In terms of clean energy policies, the Midwest lags behind the rest of the country

The American Council for an Energy-Efficient Economy (ACEEE) conducted a study of 100 major cities that found that most cities are not on schedule to reach their own greenhouse gas emission reduction goals and/or do not collect data that would allow them to meaningfully log such reductions. Building government initiatives, sustainability, renewable energy, transportation, and community impact were all factors considered by ACEEE.

Overall, cities in the Midwest trail behind those on the coasts, with only 3 in the leading 20: Minneapolis (4th), Chicago (12th), and St. Paul (20th). Madison was the most enhanced city in the country, ranking 39th, while Milwaukee slid to 53rd place from last year’s ranking. Kansas City was ranked 36th, while St. Louis was ranked 28th.

In terms of greenhouse gas emissions, 63 of the 100 cities surveyed in the United States have set a reduction objective. Only 38 of them, however, track the data in a way that allows them to accomplish those objectives, and only 19 of them are on schedule to do so. “Changing what you’re not monitoring in the first place is challenging,” said Stefen Samarripas, ACEEE’s local policy manager and the report’s principal author.
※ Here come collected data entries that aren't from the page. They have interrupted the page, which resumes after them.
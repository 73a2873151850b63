use crate::adapter::{
    AdapterConfig, ConnectionHandle, DatabaseAdapter, ParameterKind, PreparedStatement, QuoteType,
};
use crate::profiling::{Profiler, ProfilerSettings};
use crate::query::where_expr;
use crate::types::{ColumnDescriptor, DeclaredType, FetchMode, ResultSet, Value};
use crate::{DbSplitError, Result};
use chrono::Utc;
use once_cell::sync::Lazy;
use regex::Regex;
use rusqlite::{params_from_iter, Connection, OpenFlags};
use std::time::{Duration, Instant};
use tracing::{debug, info};

const DEFAULT_STATEMENT_CLASS: &str = "sqlite";

static LEADING_INT: Lazy<Regex> =
    Lazy::new(|| Regex::new(r"^\s*([+-]?\d+)").expect("valid integer regex"));
static LEADING_FLOAT: Lazy<Regex> = Lazy::new(|| {
    Regex::new(r"^\s*([+-]?(?:\d+(?:\.\d*)?|\.\d+)(?:[eE][+-]?\d+)?)").expect("valid float regex")
});

/// [`DatabaseAdapter`] over a single rusqlite connection.
///
/// The connection is opened lazily on first use. A `read_only` config opens
/// the file with `SQLITE_OPEN_READ_ONLY` and leaves journal pragmas alone,
/// which is how replicas are usually configured.
pub struct SqliteAdapter {
    config: AdapterConfig,
    conn: Option<Connection>,
    handle: Option<ConnectionHandle>,
    profiler: Profiler,
    fetch_mode: FetchMode,
    statement_class: String,
}

impl SqliteAdapter {
    pub fn new(config: AdapterConfig) -> Self {
        Self {
            config,
            conn: None,
            handle: None,
            profiler: Profiler::default(),
            fetch_mode: FetchMode::default(),
            statement_class: DEFAULT_STATEMENT_CLASS.to_string(),
        }
    }

    /// Adapter whose connection is opened immediately
    pub fn connect(config: AdapterConfig) -> Result<Self> {
        let mut adapter = Self::new(config);
        adapter.open()?;
        Ok(adapter)
    }

    fn open(&mut self) -> Result<()> {
        let flags = if self.config.read_only {
            OpenFlags::SQLITE_OPEN_READ_ONLY
                | OpenFlags::SQLITE_OPEN_URI
                | OpenFlags::SQLITE_OPEN_NO_MUTEX
        } else {
            OpenFlags::default()
        };

        let conn = if self.config.dbname == ":memory:" {
            Connection::open_in_memory_with_flags(flags)?
        } else {
            Connection::open_with_flags(&self.config.dbname, flags)?
        };

        conn.busy_timeout(Duration::from_millis(self.config.busy_timeout_ms))?;

        // Journal pragmas write to the database file
        if !self.config.read_only {
            let mut pragma_sql = String::new();
            if let Some(mode) = &self.config.journal_mode {
                pragma_sql.push_str(&format!("PRAGMA journal_mode = {};", pragma_value(mode)?));
            }
            if let Some(mode) = &self.config.synchronous {
                pragma_sql.push_str(&format!("PRAGMA synchronous = {};", pragma_value(mode)?));
            }
            if !pragma_sql.is_empty() {
                debug!("{}: {}", self.config.name, pragma_sql);
                conn.execute_batch(&pragma_sql)?;
            }
        }

        let handle = ConnectionHandle {
            id: uuid::Uuid::new_v4(),
            adapter: self.config.name.clone(),
            dbname: self.config.dbname.clone(),
            opened_at: Utc::now(),
        };
        info!(
            "Opened {} connection {} to {}{}",
            self.config.name,
            handle.id,
            self.config.dbname,
            if self.config.read_only { " (read-only)" } else { "" }
        );

        self.conn = Some(conn);
        self.handle = Some(handle);
        Ok(())
    }

    fn ensure_open(&mut self) -> Result<()> {
        if self.conn.is_none() {
            self.open()?;
        }
        Ok(())
    }

    fn execute_control(&mut self, sql: &str) -> Result<()> {
        self.ensure_open()?;
        let conn = self.conn.as_ref().ok_or_else(not_open)?;
        debug!("{}: {}", self.config.name, sql);
        conn.execute_batch(sql)?;
        Ok(())
    }

    fn assignments(&self, values: &[(&str, Value)]) -> (String, Vec<Value>) {
        let set = values
            .iter()
            .map(|(column, _)| format!("{} = ?", self.quote_identifier(column)))
            .collect::<Vec<_>>()
            .join(", ");
        let params = values.iter().map(|(_, v)| v.clone()).collect();
        (set, params)
    }
}

fn not_open() -> DbSplitError {
    DbSplitError::Adapter("connection is not open".to_string())
}

/// Pragma values are spliced into SQL, so only bare keywords are accepted
fn pragma_value(value: &str) -> Result<&str> {
    if !value.is_empty() && value.chars().all(|c| c.is_ascii_alphanumeric() || c == '_') {
        Ok(value)
    } else {
        Err(DbSplitError::InvalidParameter(format!(
            "invalid pragma value: {:?}",
            value
        )))
    }
}

fn run_statement(conn: &Connection, sql: &str, params: &[Value]) -> Result<ResultSet> {
    let mut stmt = conn.prepare_cached(sql)?;
    let column_count = stmt.column_count();

    if column_count == 0 {
        let changed = stmt.execute(params_from_iter(params.iter()))?;
        return Ok(ResultSet::affected(changed as u64));
    }

    let columns: Vec<String> = stmt.column_names().into_iter().map(String::from).collect();
    let mut rows = stmt.query(params_from_iter(params.iter()))?;
    let mut out = Vec::new();
    while let Some(row) = rows.next()? {
        let mut values = Vec::with_capacity(column_count);
        for i in 0..column_count {
            values.push(Value::from(row.get_ref(i)?));
        }
        out.push(values);
    }

    Ok(ResultSet::new(columns, out))
}

fn quote_text(s: &str) -> String {
    format!("'{}'", s.replace('\'', "''"))
}

fn quote_real(f: f64) -> String {
    if f.is_finite() {
        format!("{:?}", f)
    } else {
        "NULL".to_string()
    }
}

/// Leading number of the value's text form, `0` if there is none
fn quote_numeric(value: &Value, ty: QuoteType) -> String {
    match ty {
        QuoteType::Int | QuoteType::BigInt => {
            let n = match value {
                Value::Integer(i) => *i,
                Value::Real(f) => f.trunc() as i64,
                other => LEADING_INT
                    .captures(&other.to_string())
                    .and_then(|c| c[1].parse::<i64>().ok())
                    .unwrap_or(0),
            };
            n.to_string()
        }
        QuoteType::Float => {
            let f = match value {
                Value::Integer(i) => *i as f64,
                Value::Real(f) => *f,
                other => LEADING_FLOAT
                    .captures(&other.to_string())
                    .and_then(|c| c[1].parse::<f64>().ok())
                    .unwrap_or(0.0),
            };
            format!("{:.6}", f)
        }
    }
}

impl DatabaseAdapter for SqliteAdapter {
    fn get_connection(&mut self) -> Result<ConnectionHandle> {
        self.ensure_open()?;
        self.handle.clone().ok_or_else(not_open)
    }

    fn is_connected(&self) -> bool {
        self.conn.is_some()
    }

    fn close_connection(&mut self) -> Result<()> {
        if let Some(conn) = self.conn.take() {
            if let Err((conn, e)) = conn.close() {
                self.conn = Some(conn);
                return Err(e.into());
            }
            if let Some(handle) = self.handle.take() {
                info!("Closed {} connection {}", self.config.name, handle.id);
            }
        }
        Ok(())
    }

    fn query(&mut self, sql: &str, params: &[Value]) -> Result<ResultSet> {
        self.ensure_open()?;
        let conn = self.conn.as_ref().ok_or_else(not_open)?;

        let started_at = Utc::now();
        let start = Instant::now();
        let result = run_statement(conn, sql, params);
        self.profiler.record(sql, params, started_at, start.elapsed());
        result
    }

    fn prepare(&mut self, sql: &str) -> Result<PreparedStatement> {
        self.ensure_open()?;
        let conn = self.conn.as_ref().ok_or_else(not_open)?;
        let stmt = conn.prepare_cached(sql)?;
        Ok(PreparedStatement {
            sql: sql.to_string(),
            parameter_count: stmt.parameter_count(),
            columns: stmt.column_names().into_iter().map(String::from).collect(),
            read_only: stmt.readonly(),
        })
    }

    fn begin_transaction(&mut self) -> Result<()> {
        self.execute_control("BEGIN")
    }

    fn commit(&mut self) -> Result<()> {
        self.execute_control("COMMIT")
    }

    fn rollback(&mut self) -> Result<()> {
        self.execute_control("ROLLBACK")
    }

    fn insert(&mut self, table: &str, values: &[(&str, Value)]) -> Result<u64> {
        let table = self.quote_identifier(table);
        if values.is_empty() {
            let sql = format!("INSERT INTO {} DEFAULT VALUES", table);
            return Ok(self.query(&sql, &[])?.rows_affected);
        }

        let columns = values
            .iter()
            .map(|(column, _)| self.quote_identifier(column))
            .collect::<Vec<_>>()
            .join(", ");
        let placeholders = vec!["?"; values.len()].join(", ");
        let params: Vec<Value> = values.iter().map(|(_, v)| v.clone()).collect();
        let sql = format!("INSERT INTO {} ({}) VALUES ({})", table, columns, placeholders);
        Ok(self.query(&sql, &params)?.rows_affected)
    }

    fn update(
        &mut self,
        table: &str,
        values: &[(&str, Value)],
        conditions: &[&str],
    ) -> Result<u64> {
        if values.is_empty() {
            return Err(DbSplitError::InvalidParameter(
                "update requires at least one column".to_string(),
            ));
        }

        let (set, params) = self.assignments(values);
        let mut sql = format!("UPDATE {} SET {}", self.quote_identifier(table), set);
        if !conditions.is_empty() {
            sql.push_str(" WHERE ");
            sql.push_str(&where_expr(conditions));
        }
        Ok(self.query(&sql, &params)?.rows_affected)
    }

    fn delete(&mut self, table: &str, conditions: &[&str]) -> Result<u64> {
        let mut sql = format!("DELETE FROM {}", self.quote_identifier(table));
        if !conditions.is_empty() {
            sql.push_str(" WHERE ");
            sql.push_str(&where_expr(conditions));
        }
        Ok(self.query(&sql, &[])?.rows_affected)
    }

    fn describe_table(
        &mut self,
        table: &str,
        schema: Option<&str>,
    ) -> Result<Vec<ColumnDescriptor>> {
        self.ensure_open()?;
        let conn = self.conn.as_ref().ok_or_else(not_open)?;

        // A NULL schema searches main, temp and attached databases
        let mut stmt = conn.prepare_cached(
            "SELECT cid, name, type, \"notnull\", dflt_value, pk FROM pragma_table_info(?1, ?2)",
        )?;
        let rows = stmt.query_map(rusqlite::params![table, schema], |row| {
            Ok((
                row.get::<_, i64>(0)?,
                row.get::<_, String>(1)?,
                row.get::<_, String>(2)?,
                row.get::<_, i64>(3)?,
                row.get::<_, Option<String>>(4)?,
                row.get::<_, i64>(5)?,
            ))
        })?;

        let mut columns = Vec::new();
        for row in rows {
            let (cid, name, declared, notnull, default, pk) = row?;
            let ty = DeclaredType::parse(&declared);
            columns.push(ColumnDescriptor {
                schema_name: schema.map(String::from),
                table_name: table.to_string(),
                column_name: name,
                column_position: cid as u32 + 1,
                data_type: ty.name,
                default,
                nullable: notnull == 0,
                length: ty.length,
                precision: ty.precision,
                scale: ty.scale,
                primary: pk > 0,
                primary_position: (pk > 0).then_some(pk as u32),
                identity: false,
            });
        }

        // A lone INTEGER primary key aliases the rowid
        let pk_columns: Vec<usize> = columns
            .iter()
            .enumerate()
            .filter(|(_, c)| c.primary)
            .map(|(i, _)| i)
            .collect();
        if let [only] = pk_columns[..] {
            let column = &mut columns[only];
            column.identity = column.data_type.eq_ignore_ascii_case("INTEGER");
        }

        Ok(columns)
    }

    fn list_tables(&mut self) -> Result<Vec<String>> {
        let rs = self.query(
            "SELECT name FROM sqlite_master WHERE type = 'table' AND name NOT LIKE 'sqlite\\_%' ESCAPE '\\' \
             UNION ALL \
             SELECT name FROM sqlite_temp_master WHERE type = 'table' \
             ORDER BY name",
            &[],
        )?;
        Ok(rs
            .rows
            .into_iter()
            .filter_map(|row| row.into_iter().next())
            .map(|v| v.to_string())
            .collect())
    }

    fn last_insert_id(
        &mut self,
        _table: Option<&str>,
        _primary_key: Option<&str>,
    ) -> Result<Option<i64>> {
        self.ensure_open()?;
        let conn = self.conn.as_ref().ok_or_else(not_open)?;
        Ok(Some(conn.last_insert_rowid()))
    }

    fn last_sequence_id(&mut self, _sequence: &str) -> Result<Option<i64>> {
        Ok(None)
    }

    fn next_sequence_id(&mut self, _sequence: &str) -> Result<Option<i64>> {
        Ok(None)
    }

    fn server_version(&mut self) -> Result<Option<String>> {
        self.ensure_open()?;
        let conn = self.conn.as_ref().ok_or_else(not_open)?;
        let version: String = conn.query_row("SELECT sqlite_version()", [], |row| row.get(0))?;
        Ok(Some(version))
    }

    fn config(&self) -> &AdapterConfig {
        &self.config
    }

    fn set_profiler(&mut self, settings: ProfilerSettings) -> Result<()> {
        self.profiler = Profiler::new(settings);
        Ok(())
    }

    fn profiler(&self) -> &Profiler {
        &self.profiler
    }

    fn set_fetch_mode(&mut self, mode: FetchMode) -> Result<()> {
        self.fetch_mode = mode;
        Ok(())
    }

    fn fetch_mode(&self) -> FetchMode {
        self.fetch_mode
    }

    fn set_statement_class(&mut self, class: &str) -> Result<()> {
        self.statement_class = class.to_string();
        Ok(())
    }

    fn statement_class(&self) -> &str {
        &self.statement_class
    }

    fn limit(&self, sql: &str, count: u64, offset: u64) -> Result<String> {
        if count == 0 {
            return Err(DbSplitError::InvalidParameter(format!(
                "LIMIT argument count={} is not valid",
                count
            )));
        }
        let mut sql = format!("{} LIMIT {}", sql, count);
        if offset > 0 {
            sql.push_str(&format!(" OFFSET {}", offset));
        }
        Ok(sql)
    }

    fn supports_parameters(&self, kind: ParameterKind) -> bool {
        match kind {
            ParameterKind::Positional | ParameterKind::Named => true,
        }
    }

    fn quote(&self, value: &Value, ty: Option<QuoteType>) -> String {
        if let Some(ty) = ty {
            return quote_numeric(value, ty);
        }
        match value {
            Value::Null => "NULL".to_string(),
            Value::Integer(i) => i.to_string(),
            Value::Real(f) => quote_real(*f),
            Value::Text(s) => quote_text(s),
            Value::Blob(b) => format!("X'{}'", hex::encode_upper(b)),
        }
    }

    fn quote_identifier_symbol(&self) -> &str {
        "\""
    }
}
// Values, result sets and table metadata shared by every adapter
pub mod column;
pub mod ordered;
pub mod result_set;
pub mod value;

pub use column::{ColumnDescriptor, DeclaredType};
pub use ordered::{NamedRow, OrderedMap};
pub use result_set::{FetchMode, FetchedRow, ResultSet};
pub use value::Value;
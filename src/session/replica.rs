use crate::adapter::DatabaseAdapter;
use crate::Result;
use std::fmt;
use tracing::warn;

/// The optional secondary of a router, decided once at construction.
pub enum Replica {
    Absent,
    Present(Box<dyn DatabaseAdapter>),
}

impl Replica {
    pub fn new(adapter: Option<Box<dyn DatabaseAdapter>>) -> Self {
        match adapter {
            Some(adapter) => Replica::Present(adapter),
            None => Replica::Absent,
        }
    }

    pub fn is_present(&self) -> bool {
        matches!(self, Replica::Present(_))
    }

    /// Apply `op` to the replica if there is one.
    ///
    /// An absent replica is a valid configuration, not a failure: the call
    /// is a no-op and returns `Ok`. Errors from a present replica are
    /// returned unchanged.
    pub fn guard<F>(&mut self, op: F) -> Result<()>
    where
        F: FnOnce(&mut dyn DatabaseAdapter) -> Result<()>,
    {
        match self {
            Replica::Absent => Ok(()),
            Replica::Present(adapter) => {
                let name = adapter.config().name.clone();
                op(&mut **adapter).inspect_err(|e| warn!("Mirrored call failed on {}: {}", name, e))
            }
        }
    }

    /// `false` when absent
    pub fn is_connected(&self) -> bool {
        match self {
            Replica::Absent => false,
            Replica::Present(adapter) => adapter.is_connected(),
        }
    }

    pub fn as_adapter(&self) -> Option<&dyn DatabaseAdapter> {
        match self {
            Replica::Absent => None,
            Replica::Present(adapter) => Some(&**adapter),
        }
    }

    pub fn as_adapter_mut(&mut self) -> Option<&mut dyn DatabaseAdapter> {
        match self {
            Replica::Absent => None,
            Replica::Present(adapter) => Some(&mut **adapter),
        }
    }

    pub fn into_inner(self) -> Option<Box<dyn DatabaseAdapter>> {
        match self {
            Replica::Absent => None,
            Replica::Present(adapter) => Some(adapter),
        }
    }
}

impl fmt::Debug for Replica {
    fn fmt(&self, f: &mut fmt::Formatter<'_>) -> fmt::Result {
        match self {
            Replica::Absent => f.write_str("Absent"),
            Replica::Present(adapter) => f
                .debug_tuple("Present")
                .field(&adapter.config().name)
                .finish(),
        }
    }
}
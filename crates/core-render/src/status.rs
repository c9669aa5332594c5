//! Status line and command line composition (spec §4.5). Kept as a
//! two-stage pipeline — build segments, then render them — so a caller
//! can introspect what would be shown without re-deriving the string.

use core_state::Mode;

/// Everything the status line needs that isn't already visible as plain
/// `Buffer` fields; `core-render` has no dependency on `core-actions`, so
/// the caller (the main loop) hands over the few extras (yank count)
/// that live in the dispatcher's registers instead.
pub struct StatusContext<'a> {
    pub syntax_name: Option<&'a str>,
    pub modified: bool,
    pub readonly: bool,
    pub use_spaces: bool,
    pub tabstop: u8,
    pub yank_lines: usize,
    pub auto_indent: bool,
    pub file_name: Option<&'a str>,
    pub line_no: usize,
    pub line_count: usize,
    pub col_no: usize,
    pub width: usize,
}

#[derive(Debug, Clone, PartialEq, Eq)]
pub enum StatusSegment {
    FileName(String),
    SyntaxName(String),
    Modified,
    ReadOnly,
    Indent(String),
    YankCount(usize),
    AutoIndent,
}

/// Build the ordered left-hand segment list (spec §4.5: "syntax name,
/// `[+]`, `[ro]`, tabs/spaces indicator, yank count, indent flag").
pub fn compose_status(ctx: &StatusContext) -> Vec<StatusSegment> {
    let mut segs = Vec::with_capacity(6);
    segs.push(StatusSegment::FileName(truncate_filename(ctx.file_name, ctx.width / 3)));
    if let Some(name) = ctx.syntax_name {
        segs.push(StatusSegment::SyntaxName(name.to_string()));
    }
    if ctx.modified {
        segs.push(StatusSegment::Modified);
    }
    if ctx.readonly {
        segs.push(StatusSegment::ReadOnly);
    }
    let indent = if ctx.use_spaces {
        format!("spaces:{}", ctx.tabstop)
    } else {
        format!("tabs:{}", ctx.tabstop)
    };
    segs.push(StatusSegment::Indent(indent));
    if ctx.yank_lines > 0 {
        segs.push(StatusSegment::YankCount(ctx.yank_lines));
    }
    if ctx.auto_indent {
        segs.push(StatusSegment::AutoIndent);
    }
    segs
}

/// Render the left-hand segments plus the right-aligned `Line L/N Col C`
/// field, padded/truncated to `ctx.width` columns.
pub fn format_status(ctx: &StatusContext, segs: &[StatusSegment]) -> String {
    let mut left = String::new();
    for seg in segs {
        if !left.is_empty() {
            left.push(' ');
        }
        match seg {
            StatusSegment::FileName(name) => left.push_str(name),
            StatusSegment::SyntaxName(name) => left.push_str(name),
            StatusSegment::Modified => left.push_str("[+]"),
            StatusSegment::ReadOnly => left.push_str("[ro]"),
            StatusSegment::Indent(label) => left.push_str(label),
            StatusSegment::YankCount(n) => {
                use std::fmt::Write as _;
                let _ = write!(left, "{n} yanked");
            }
            StatusSegment::AutoIndent => left.push_str("ai"),
        }
    }
    let right = format!("Line {}/{} Col {}", ctx.line_no, ctx.line_count, ctx.col_no);
    pad_between(&left, &right, ctx.width)
}

/// Truncate a file name from the left with a `<` prefix if it would
/// overflow `max_width`; `[No Name]` for an unsaved buffer.
fn truncate_filename(file_name: Option<&str>, max_width: usize) -> String {
    let name = file_name.unwrap_or("[No Name]");
    if name.chars().count() <= max_width || max_width == 0 {
        return name.to_string();
    }
    let keep = max_width.saturating_sub(1);
    let tail: String = name.chars().rev().take(keep).collect::<Vec<_>>().into_iter().rev().collect();
    format!("<{tail}")
}

fn pad_between(left: &str, right: &str, width: usize) -> String {
    let left_len = left.chars().count();
    let right_len = right.chars().count();
    if left_len + right_len >= width {
        return format!("{left} {right}");
    }
    let gap = width - left_len - right_len;
    format!("{left}{}{right}", " ".repeat(gap))
}

/// The command-line row (spec §4.5): the current mode's label, an open
/// `:`/`/`/`?` prompt echo, or a transient status/error message.
pub enum CommandLine<'a> {
    Mode(Mode),
    Prompt(&'a str),
    Message(&'a str),
}

pub fn format_command_line(content: &CommandLine<'_>) -> String {
    match content {
        CommandLine::Mode(mode) => mode.label().to_string(),
        CommandLine::Prompt(text) => text.to_string(),
        CommandLine::Message(text) => text.to_string(),
    }
}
For the very first time this year, ACEEE addressed race and fairness in the rankings. Cities, in general, did not fare well in this regard, and some even dropped in the standings as a result. Just 30 of the 100 cities’ 177 new renewable energy activities were motivated by equity.

For the first time, the rankings included the transportation sector, which accounts for the largest share of national greenhouse gas emissions. Only 25 cities have set targets for the transportation sector. According to an ACEEE press release, three of the 25 cities are on schedule to meet them, while “17 of the list of 25 cities could not offer sufficient data to evaluate their progress.”

“Some cities have more power over what occurs with their transportation as well as transit networks than others,” Samarripas added.

“When it comes to reducing energy consumption or greenhouse emissions from transportation, you’ll need to collaborate with several partners outside of local government.  It could be a local transit body or a large corporation with freight passing through. It could entail collaborating with state governments to consider various levers for reducing [transportation] energy use as well as emissions. Finally, we’ve seen that transportation is the major source of greenhouse gas emissions in the United States, and evidence shows that emissions are rising.”